The relation of the behavioral data of the sample of users of the gender tendency of each content of described internet site and this content of access.
Further, the computing formula of the relation of the behavioral data of the gender tendency of described internet site integral body and all sample of users is:
The computing formula of the relation of the gender tendency of each content of described internet site and the behavioral data of all sample of users is:
Wherein, P (g|w
j) represent that j content is for the probability of sex g; u
i(g) be Dirac function, represent whether i sample of users has the g sex; r
ijRepresent that i sample of users is to the access weight of j content.

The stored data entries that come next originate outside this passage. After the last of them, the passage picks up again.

use anyhow::{anyhow, Context, Result};
use common_auth::JwtConfig;
use std::env;
use std::net::{IpAddr, SocketAddr};

const DEFAULT_PORT: u16 = 5000;
const DEFAULT_MAX_CONNECTIONS: u32 = 5;
/// One year.
const MAX_ACCESS_TTL_SECONDS: i64 = 365 * 24 * 60 * 60;

#[derive(Debug, Clone, PartialEq, Eq)]
pub enum StoreConfig {
    Postgres { url: String, max_connections: u32 },
    Memory,
}

#[derive(Debug, Clone)]
pub struct ServiceConfig {
    pub host: String,
    pub port: u16,
    pub jwt: JwtConfig,
    pub store: StoreConfig,
    /// Empty means any origin.
    pub cors_allowed_origins: Vec<String>,
    pub bootstrap_admin_email: Option<String>,
}

impl ServiceConfig {
    pub fn socket_addr(&self) -> Result<SocketAddr> {
        let ip: IpAddr = self
            .host
            .parse()
            .with_context(|| format!("Invalid HOST '{}'", self.host))?;
        Ok(SocketAddr::from((ip, self.port)))
    }

    /// Build the configuration from an arbitrary key lookup so tests do not
    /// have to mutate the process environment.
    pub fn from_lookup<F>(lookup: F) -> Result<Self>
    where
        F: Fn(&str) -> Option<String>,
    {
        let read = |key: &str| lookup(key).and_then(|value| normalize_optional(&value));

        let host = read("HOST").unwrap_or_else(|| "0.0.0.0".to_string());
        let port = parse_or("PORT", read("PORT"), DEFAULT_PORT)?;

        let secret = read("ACCESS_TOKEN_SECRET")
            .ok_or_else(|| anyhow!("ACCESS_TOKEN_SECRET must be set"))?;
        let ttl = parse_or("ACCESS_TOKEN_TTL_SECONDS", read("ACCESS_TOKEN_TTL_SECONDS"), 3600i64)?;
        if ttl <= 0 {
            return Err(anyhow!("ACCESS_TOKEN_TTL_SECONDS must be positive, got {ttl}"));
        }
        if ttl > MAX_ACCESS_TTL_SECONDS {
            return Err(anyhow!(
                "ACCESS_TOKEN_TTL_SECONDS must be at most {MAX_ACCESS_TTL_SECONDS}, got {ttl}"
            ));
        }
        let leeway = parse_or("JWT_LEEWAY_SECONDS", read("JWT_LEEWAY_SECONDS"), 0u32)?;
        let jwt = JwtConfig::new(secret).with_access_ttl(ttl).with_leeway(leeway);

        let store = match read("BISTRO_STORE")
            .map(|value| value.to_ascii_lowercase())
            .as_deref()
        {
            None | Some("postgres") => {
                let url = read("DATABASE_URL")
                    .ok_or_else(|| anyhow!("DATABASE_URL must be set when BISTRO_STORE=postgres"))?;
                let max_connections = parse_or(
                    "DATABASE_MAX_CONNECTIONS",
                    read("DATABASE_MAX_CONNECTIONS"),
                    DEFAULT_MAX_CONNECTIONS,
                )?;
                StoreConfig::Postgres {
                    url,
                    max_connections,
                }
            }
            Some("memory") => StoreConfig::Memory,
            Some(other) => {
                return Err(anyhow!(
                    "Unsupported BISTRO_STORE '{other}'. Use postgres or memory."
                ))
            }
        };

        let cors_allowed_origins = read("CORS_ALLOWED_ORIGINS")
            .map(|value| parse_list(&value))
            .unwrap_or_default();

        let bootstrap_admin_email = read("BOOTSTRAP_ADMIN_EMAIL");

        Ok(Self {
            host,
            port,
            jwt,
            store,
            cors_allowed_origins,
            bootstrap_admin_email,
        })
    }
}

pub fn load_service_config() -> Result<ServiceConfig> {
    ServiceConfig::from_lookup(|key| env::var(key).ok())
}

fn parse_or<T>(key: &str, value: Option<String>, default: T) -> Result<T>
where
    T: std::str::FromStr,
    T::Err: std::fmt::Display,
{
    match value {
        Some(raw) => raw
            .parse()
            .map_err(|err| anyhow!("Failed to parse {key} '{raw}': {err}")),
        None => Ok(default),
    }
}

fn parse_list(value: &str) -> Vec<String> {
    value
        .split(|c| c == ',' || c == ';' || c == ' ')
        .map(str::trim)
        .filter(|item| !item.is_empty() && *item != "*")
        .map(str::to_string)
        .collect()
}

fn normalize_optional(value: &str) -> Option<String> {
    let trimmed = value.trim();
    if trimmed.is_empty() {
        None
    } else {
        Some(trimmed.to_string())
    }
}

#[cfg(test)]
mod tests {
    use super::*;
    use std::collections::HashMap;

    fn config(pairs: &[(&str, &str)]) -> Result<ServiceConfig> {
        let vars: HashMap<String, String> = pairs
            .iter()
            .map(|(k, v)| (k.to_string(), v.to_string()))
            .collect();
        ServiceConfig::from_lookup(|key| vars.get(key).cloned())
    }

    #[test]
    fn defaults_apply_for_memory_store() {
        let cfg = config(&[("ACCESS_TOKEN_SECRET", "s3cret"), ("BISTRO_STORE", "memory")])
            .expect("config");
        assert_eq!(cfg.port, 5000);
        assert_eq!(cfg.host, "0.0.0.0");
        assert_eq!(cfg.store, StoreConfig::Memory);
        assert_eq!(cfg.jwt.access_ttl_seconds, 3600);
        assert_eq!(cfg.jwt.leeway_seconds, 0);
        assert!(cfg.cors_allowed_origins.is_empty());
        assert!(cfg.bootstrap_admin_email.is_none());
        assert_eq!(cfg.socket_addr().unwrap().to_string(), "0.0.0.0:5000");
    }

    #[test]
    fn secret_is_required() {
        let err = config(&[("BISTRO_STORE", "memory"), ("ACCESS_TOKEN_SECRET", "  ")])
            .expect_err("blank secret");
        assert!(err.to_string().contains("ACCESS_TOKEN_SECRET"));
    }

    #[test]
    fn postgres_requires_database_url() {
        let err = config(&[("ACCESS_TOKEN_SECRET", "s")]).expect_err("no url");
        assert!(err.to_string().contains("DATABASE_URL"));

        let cfg = config(&[
            ("ACCESS_TOKEN_SECRET", "s"),
            ("DATABASE_URL", "postgres://localhost/bistro"),
            ("DATABASE_MAX_CONNECTIONS", "12"),
        ])
        .expect("config");
        assert_eq!(
            cfg.store,
            StoreConfig::Postgres {
                url: "postgres://localhost/bistro".into(),
                max_connections: 12
            }
        );
    }

    #[test]
    fn invalid_numbers_are_reported() {
        let err = config(&[
            ("ACCESS_TOKEN_SECRET", "s"),
            ("BISTRO_STORE", "memory"),
            ("PORT", "eighty"),
        ])
        .expect_err("bad port");
        assert!(err.to_string().contains("PORT"));

        let err = config(&[
            ("ACCESS_TOKEN_SECRET", "s"),
            ("BISTRO_STORE", "memory"),
            ("ACCESS_TOKEN_TTL_SECONDS", "0"),
        ])
        .expect_err("zero ttl");
        assert!(err.to_string().contains("positive"));
    }

    #[test]
    fn oversized_ttl_is_rejected() {
        let err = config(&[
            ("ACCESS_TOKEN_SECRET", "s"),
            ("BISTRO_STORE", "memory"),
            ("ACCESS_TOKEN_TTL_SECONDS", "922337203685477580"),
        ])
        .expect_err("huge ttl");
        assert!(err.to_string().contains("at most"));

        let cfg = config(&[
            ("ACCESS_TOKEN_SECRET", "s"),
            ("BISTRO_STORE", "memory"),
            ("ACCESS_TOKEN_TTL_SECONDS", "31536000"),
        ])
        .expect("one year ttl");
        assert_eq!(cfg.jwt.access_ttl_seconds, 31_536_000);
    }

    #[test]
    fn cors_origins_and_bootstrap_admin_parse() {
        let cfg = config(&[
            ("ACCESS_TOKEN_SECRET", "s"),
            ("BISTRO_STORE", "Memory"),
            ("CORS_ALLOWED_ORIGINS", "http://localhost:5173, https://bistro.example;*"),
            ("BOOTSTRAP_ADMIN_EMAIL", " owner@bistro.example "),
        ])
        .expect("config");
        assert_eq!(
            cfg.cors_allowed_origins,
            vec!["http://localhost:5173".to_string(), "https://bistro.example".to_string()]
        );
        assert_eq!(cfg.bootstrap_admin_email.as_deref(), Some("owner@bistro.example"));
    }

    #[test]
    fn unknown_store_is_rejected() {
        let err = config(&[("ACCESS_TOKEN_SECRET", "s"), ("BISTRO_STORE", "mongo")])
            .expect_err("unknown store");
        assert!(err.to_string().contains("mongo"));
    }
}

Further, in described step 4, the computing formula that obtains all users' gender tendency according to the relation of described gender tendency and behavioral data and described all users' behavioral data is:
Wherein, g
0Represent the women, g
1Represent the male sex; J content is for the probability of sex g, r
ijRepresent user u to be checked
iTo the access weight of j content, odds (g, Xu
i) be user u to be checked
iGender's likelihood ratio, P (g
0) probability of women's tendency of expression described internet site integral body, P (g
1) probability of male sex's tendency of expression described internet site integral body.
Further, in described step 2, the relation of described gender tendency and behavioral data also comprises: adopt decision tree, logistic recurrence, neural network or support vector machine, process behavioral data and the known true sex of described sample of users, obtain the relation between described user's individual behavior and its gender tendency.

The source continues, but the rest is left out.